Word for word, return the lines from the top of the listing to the line containing "tasks are prepended.", both ends included, and no others.

========================================================================

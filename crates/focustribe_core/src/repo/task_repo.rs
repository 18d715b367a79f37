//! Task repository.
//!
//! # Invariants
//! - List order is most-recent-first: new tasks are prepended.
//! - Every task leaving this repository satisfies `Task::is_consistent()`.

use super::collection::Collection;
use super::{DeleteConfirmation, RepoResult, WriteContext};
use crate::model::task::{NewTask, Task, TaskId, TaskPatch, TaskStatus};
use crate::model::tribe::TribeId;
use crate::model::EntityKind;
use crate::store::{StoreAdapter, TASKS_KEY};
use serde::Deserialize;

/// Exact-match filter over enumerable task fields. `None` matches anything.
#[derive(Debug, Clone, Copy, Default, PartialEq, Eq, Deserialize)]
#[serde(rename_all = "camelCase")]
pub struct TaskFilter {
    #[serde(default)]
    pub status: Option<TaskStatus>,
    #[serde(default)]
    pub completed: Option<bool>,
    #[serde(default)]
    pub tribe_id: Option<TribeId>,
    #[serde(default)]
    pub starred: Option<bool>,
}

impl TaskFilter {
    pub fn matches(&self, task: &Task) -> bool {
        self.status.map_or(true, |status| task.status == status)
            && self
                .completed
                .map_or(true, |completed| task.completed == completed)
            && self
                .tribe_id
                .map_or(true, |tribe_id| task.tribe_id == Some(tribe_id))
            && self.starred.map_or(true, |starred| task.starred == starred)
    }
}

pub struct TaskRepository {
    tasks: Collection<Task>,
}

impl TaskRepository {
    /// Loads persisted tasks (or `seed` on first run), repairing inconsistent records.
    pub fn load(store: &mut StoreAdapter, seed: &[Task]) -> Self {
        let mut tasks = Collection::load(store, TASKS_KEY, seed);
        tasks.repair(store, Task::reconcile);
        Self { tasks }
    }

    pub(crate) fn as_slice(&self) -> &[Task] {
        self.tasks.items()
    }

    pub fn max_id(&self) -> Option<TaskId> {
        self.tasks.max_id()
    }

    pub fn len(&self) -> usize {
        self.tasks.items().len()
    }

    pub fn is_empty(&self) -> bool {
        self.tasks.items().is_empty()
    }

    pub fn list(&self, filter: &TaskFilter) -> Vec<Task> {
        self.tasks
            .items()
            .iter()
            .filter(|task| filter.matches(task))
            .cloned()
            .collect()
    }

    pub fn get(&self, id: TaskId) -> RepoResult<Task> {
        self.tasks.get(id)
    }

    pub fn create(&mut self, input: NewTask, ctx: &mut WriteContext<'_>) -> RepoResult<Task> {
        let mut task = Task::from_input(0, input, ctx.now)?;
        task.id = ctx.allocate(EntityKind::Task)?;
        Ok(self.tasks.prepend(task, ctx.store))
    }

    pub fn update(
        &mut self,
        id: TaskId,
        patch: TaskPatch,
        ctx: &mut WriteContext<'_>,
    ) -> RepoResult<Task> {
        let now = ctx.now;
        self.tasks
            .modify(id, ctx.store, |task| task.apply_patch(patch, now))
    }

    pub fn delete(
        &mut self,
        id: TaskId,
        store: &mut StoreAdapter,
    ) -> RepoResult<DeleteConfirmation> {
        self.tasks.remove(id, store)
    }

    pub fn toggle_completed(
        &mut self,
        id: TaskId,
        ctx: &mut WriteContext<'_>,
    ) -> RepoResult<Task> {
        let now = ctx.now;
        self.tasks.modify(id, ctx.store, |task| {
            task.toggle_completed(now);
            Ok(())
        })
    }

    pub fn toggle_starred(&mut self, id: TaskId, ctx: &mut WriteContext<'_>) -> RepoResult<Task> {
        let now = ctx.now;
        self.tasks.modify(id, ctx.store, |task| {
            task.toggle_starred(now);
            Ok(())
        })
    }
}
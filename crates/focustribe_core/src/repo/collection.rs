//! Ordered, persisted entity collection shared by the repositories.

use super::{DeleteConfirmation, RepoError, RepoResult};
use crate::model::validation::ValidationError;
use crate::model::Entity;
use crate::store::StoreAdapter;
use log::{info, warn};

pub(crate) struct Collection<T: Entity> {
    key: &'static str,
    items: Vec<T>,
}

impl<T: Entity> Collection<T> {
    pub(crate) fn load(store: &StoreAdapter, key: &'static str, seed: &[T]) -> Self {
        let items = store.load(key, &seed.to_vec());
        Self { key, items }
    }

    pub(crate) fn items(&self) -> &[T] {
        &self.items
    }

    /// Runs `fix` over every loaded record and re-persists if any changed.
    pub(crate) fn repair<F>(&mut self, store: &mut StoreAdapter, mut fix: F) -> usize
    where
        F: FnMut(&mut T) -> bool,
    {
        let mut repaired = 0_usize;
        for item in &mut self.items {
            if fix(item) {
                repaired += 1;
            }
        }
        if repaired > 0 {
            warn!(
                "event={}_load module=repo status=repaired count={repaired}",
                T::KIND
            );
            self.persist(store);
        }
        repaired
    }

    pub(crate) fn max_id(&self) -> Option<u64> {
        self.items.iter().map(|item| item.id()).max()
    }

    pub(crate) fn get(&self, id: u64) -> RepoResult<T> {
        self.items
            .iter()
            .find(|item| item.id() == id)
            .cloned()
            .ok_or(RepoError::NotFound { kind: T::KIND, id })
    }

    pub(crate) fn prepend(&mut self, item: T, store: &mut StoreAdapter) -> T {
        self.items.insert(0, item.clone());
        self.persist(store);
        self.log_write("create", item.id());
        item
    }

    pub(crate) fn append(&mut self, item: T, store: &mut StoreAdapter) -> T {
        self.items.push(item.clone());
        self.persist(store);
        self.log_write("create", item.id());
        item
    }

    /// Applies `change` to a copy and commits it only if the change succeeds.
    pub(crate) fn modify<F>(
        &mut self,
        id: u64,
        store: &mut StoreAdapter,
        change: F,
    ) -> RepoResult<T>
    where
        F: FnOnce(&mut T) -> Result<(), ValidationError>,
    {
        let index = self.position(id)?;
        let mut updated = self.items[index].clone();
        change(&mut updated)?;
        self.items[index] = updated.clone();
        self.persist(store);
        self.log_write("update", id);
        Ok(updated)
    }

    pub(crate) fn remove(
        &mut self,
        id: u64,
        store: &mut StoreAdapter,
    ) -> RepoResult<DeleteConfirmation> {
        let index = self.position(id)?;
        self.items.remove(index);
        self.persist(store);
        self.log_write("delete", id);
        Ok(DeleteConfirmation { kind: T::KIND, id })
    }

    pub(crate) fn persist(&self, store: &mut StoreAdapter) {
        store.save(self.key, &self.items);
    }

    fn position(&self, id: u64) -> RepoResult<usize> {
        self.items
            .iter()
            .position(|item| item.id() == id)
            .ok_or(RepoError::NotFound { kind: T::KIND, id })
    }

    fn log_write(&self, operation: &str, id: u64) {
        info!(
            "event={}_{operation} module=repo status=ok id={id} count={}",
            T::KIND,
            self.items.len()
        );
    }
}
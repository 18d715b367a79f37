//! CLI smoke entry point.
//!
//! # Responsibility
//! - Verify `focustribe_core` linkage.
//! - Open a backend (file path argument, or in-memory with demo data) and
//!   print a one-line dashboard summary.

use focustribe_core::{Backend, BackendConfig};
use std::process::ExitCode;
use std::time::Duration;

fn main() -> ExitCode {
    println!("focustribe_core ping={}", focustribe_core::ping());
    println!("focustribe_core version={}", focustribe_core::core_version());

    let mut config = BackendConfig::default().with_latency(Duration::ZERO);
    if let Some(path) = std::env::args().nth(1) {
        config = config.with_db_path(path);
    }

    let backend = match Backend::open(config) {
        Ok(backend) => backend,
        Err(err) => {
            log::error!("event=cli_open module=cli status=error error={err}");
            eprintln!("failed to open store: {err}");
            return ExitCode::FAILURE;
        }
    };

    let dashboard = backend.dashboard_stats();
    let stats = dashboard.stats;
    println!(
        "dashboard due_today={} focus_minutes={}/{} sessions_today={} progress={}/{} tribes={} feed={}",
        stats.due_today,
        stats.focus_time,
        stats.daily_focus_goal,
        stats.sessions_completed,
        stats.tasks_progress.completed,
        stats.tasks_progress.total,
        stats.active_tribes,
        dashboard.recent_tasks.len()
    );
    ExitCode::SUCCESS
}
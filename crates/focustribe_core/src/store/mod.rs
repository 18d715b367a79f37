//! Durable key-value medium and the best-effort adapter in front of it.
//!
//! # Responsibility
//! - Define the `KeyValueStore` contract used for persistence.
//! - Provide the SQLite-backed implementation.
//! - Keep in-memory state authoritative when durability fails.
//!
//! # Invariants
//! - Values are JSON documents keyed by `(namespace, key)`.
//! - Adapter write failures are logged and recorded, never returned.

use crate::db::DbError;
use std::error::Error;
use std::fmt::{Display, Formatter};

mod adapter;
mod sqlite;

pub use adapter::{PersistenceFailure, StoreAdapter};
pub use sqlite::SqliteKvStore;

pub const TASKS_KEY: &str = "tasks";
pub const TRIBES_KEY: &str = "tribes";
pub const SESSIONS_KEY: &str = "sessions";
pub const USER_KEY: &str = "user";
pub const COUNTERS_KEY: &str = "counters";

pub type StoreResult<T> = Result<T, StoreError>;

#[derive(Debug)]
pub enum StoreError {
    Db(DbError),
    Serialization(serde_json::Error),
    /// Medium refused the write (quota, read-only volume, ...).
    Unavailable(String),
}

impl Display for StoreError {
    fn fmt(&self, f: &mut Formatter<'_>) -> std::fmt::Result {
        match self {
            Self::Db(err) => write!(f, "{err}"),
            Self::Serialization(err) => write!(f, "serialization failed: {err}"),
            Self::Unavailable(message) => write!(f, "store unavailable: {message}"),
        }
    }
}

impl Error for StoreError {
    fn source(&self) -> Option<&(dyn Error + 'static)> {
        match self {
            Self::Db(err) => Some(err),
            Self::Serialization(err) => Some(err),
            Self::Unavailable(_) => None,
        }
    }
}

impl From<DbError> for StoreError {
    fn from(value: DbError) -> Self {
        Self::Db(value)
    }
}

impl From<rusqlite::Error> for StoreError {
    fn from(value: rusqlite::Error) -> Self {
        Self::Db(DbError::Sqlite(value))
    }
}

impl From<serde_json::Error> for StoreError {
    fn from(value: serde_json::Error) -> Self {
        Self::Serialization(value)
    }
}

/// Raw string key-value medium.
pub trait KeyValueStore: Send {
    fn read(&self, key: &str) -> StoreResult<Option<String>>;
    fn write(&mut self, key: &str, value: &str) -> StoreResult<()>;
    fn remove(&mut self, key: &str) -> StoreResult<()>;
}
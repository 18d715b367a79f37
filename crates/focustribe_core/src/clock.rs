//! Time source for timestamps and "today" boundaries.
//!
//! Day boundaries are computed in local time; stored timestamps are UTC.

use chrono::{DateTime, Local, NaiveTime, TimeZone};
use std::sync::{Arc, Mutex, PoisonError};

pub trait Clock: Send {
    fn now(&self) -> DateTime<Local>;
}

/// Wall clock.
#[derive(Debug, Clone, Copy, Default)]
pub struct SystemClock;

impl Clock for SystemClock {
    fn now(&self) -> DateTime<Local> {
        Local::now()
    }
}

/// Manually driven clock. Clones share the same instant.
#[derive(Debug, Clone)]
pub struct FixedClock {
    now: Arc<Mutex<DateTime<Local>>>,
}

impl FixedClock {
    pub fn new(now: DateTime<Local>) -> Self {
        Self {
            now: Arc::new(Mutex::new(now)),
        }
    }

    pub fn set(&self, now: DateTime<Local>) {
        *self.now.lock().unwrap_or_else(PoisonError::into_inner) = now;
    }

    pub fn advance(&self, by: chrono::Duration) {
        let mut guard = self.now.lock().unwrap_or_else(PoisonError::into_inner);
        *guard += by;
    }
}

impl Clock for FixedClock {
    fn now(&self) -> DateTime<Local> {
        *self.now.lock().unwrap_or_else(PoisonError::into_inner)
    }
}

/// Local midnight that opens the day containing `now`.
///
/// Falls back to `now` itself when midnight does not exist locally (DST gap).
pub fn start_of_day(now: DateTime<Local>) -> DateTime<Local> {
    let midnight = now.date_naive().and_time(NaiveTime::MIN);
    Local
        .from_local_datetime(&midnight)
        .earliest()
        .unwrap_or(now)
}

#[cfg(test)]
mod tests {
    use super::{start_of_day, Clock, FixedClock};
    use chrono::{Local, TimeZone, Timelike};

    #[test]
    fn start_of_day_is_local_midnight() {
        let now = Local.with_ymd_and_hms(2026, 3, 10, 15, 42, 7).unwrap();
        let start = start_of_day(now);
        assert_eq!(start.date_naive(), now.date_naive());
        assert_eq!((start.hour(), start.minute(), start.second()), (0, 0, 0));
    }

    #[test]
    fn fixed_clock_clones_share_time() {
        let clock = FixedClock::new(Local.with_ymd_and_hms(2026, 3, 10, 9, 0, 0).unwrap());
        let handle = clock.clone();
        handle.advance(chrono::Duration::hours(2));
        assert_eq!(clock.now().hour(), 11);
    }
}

========================================================================

[Task response]
filename crates/focustribe_core/src/repo/task_repo.rs
repository 18d715b367a79f37
//! Task repository.
//!
//! # Invariants
//! - List order is most-recent-first: new tasks are prepended.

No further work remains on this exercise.